Moreover, he adds, patients often think—incorrectly, he insists—”that because they are ‘seeing’ a doctor in the city, that I am somehow smarter” than a rural doctor. Dr. Lufkin works as a telehospitalist for three hospitals and does onsite shifts. Occasionally, he transfers a telemedicine patient who’s just too sick for a rural hospital to himself.

He advises skeptics to keep in mind that the benefits to rural communities—where the alternative to telemedicine is no medicine—usually outweigh concerns.

“When census is low, nurses get their hours cut,” Dr.
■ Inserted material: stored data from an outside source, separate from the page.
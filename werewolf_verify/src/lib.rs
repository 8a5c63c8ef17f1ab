//! Z3-based SMT verification of werewolf puzzle solutions.
//!
//! The root `werewolf_puzzles` crate lowers a puzzle's role-semantics
//! formulas into this crate's `VerifyExpr` IR and calls `Verifier::verify_unique`
//! to independently confirm uniqueness. This crate has no dependency on
//! `werewolf_puzzles` — the dependency runs the other way, behind the root
//! crate's `verification` feature — so it knows nothing about `Statement`,
//! `Puzzle`, or `TruthCache`.

pub mod error;
pub mod ir;
pub mod solver;

pub use error::{VerificationError, VerificationResult};
pub use ir::{CountCmp, VerifyExpr};
pub use solver::Verifier;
Lufkin points out. “Then they start looking for jobs elsewhere, and you get a brain drain of your best nurses from the town.” Launching telemedicine in one community also helped one small hospital recruit a new primary care physician who was happy not to have to cover inpatients, he says.

In fact, a major reason why Jason Kimball, MD, and his three telehospitalist colleagues in the Lawrence, Kan.-based Sunflower Telemedicine started their company was to support the NPs/PAs who staff most of Kansas’ 84 critical access hospitals.

“To keep critical access hospitals in business, they have to have patients in beds,” says Dr. Kimball. Without doctors backing those advanced practice clinicians, “they have to ship patients out, and we want Kansans to get care as close to home as possible.”

His group has helped cover five different hospitals in the state 24/7 from their laptops or smartphones, using a telemedicine app and mobile hotspot. State laws regulate how often physicians have to supervise NPs/PAs in the hospital in person, and each state is different. In Kansas, Dr. Kimball points out, the state Department of Health and Environment determines how frequently sponsoring physicians must be onsite if a hospital relies exclusively on telehealth supervision of advance practice clinicians. Often, he adds, it’s once a month.

In Tacoma, CHI Franciscan’s Dr. Bell notes that being able to locate telehospitalists and nurses in a virtual medicine center obviates one risk of the job: having to work alone.

At the same time, she points out, telemedicine is the inevitable wave of hospital medicine’s future. “If hospitalists staff ourselves in a way that requires face-to-face contact to manage everything,” Dr. Bell says, “we just won’t have enough people.”

Deborah Gesensway is a freelance writer who covers U.S. health care from Toronto.

How telemedicine is paid

How is telemedicine reimbursed? The answer varies by payer. Currently, the Centers for Medicare and Medicaid Services (CMS) doesn’t reimburse doctors for many general medicine services such as histories and physicals done through telemedicine, although it does pay for virtual specialty services such as tele-stroke.

As for private insurers, every private payer and state seems to have different telemedicine payment policies and laws. As of last year, more than half the states—particularly rural and Western ones—had enacted telemedicine parity laws, requiring private insurers to pay for the same service provided via interactive audio, video or other media as in person.

Even without such laws, the trend among private payers is to cover an increasing amount of telemedicine, particularly for entities taking risk in bundled-payment programs and ACOs. Advocates claim that it’s just a matter of time before the reimbursement barrier crumbles.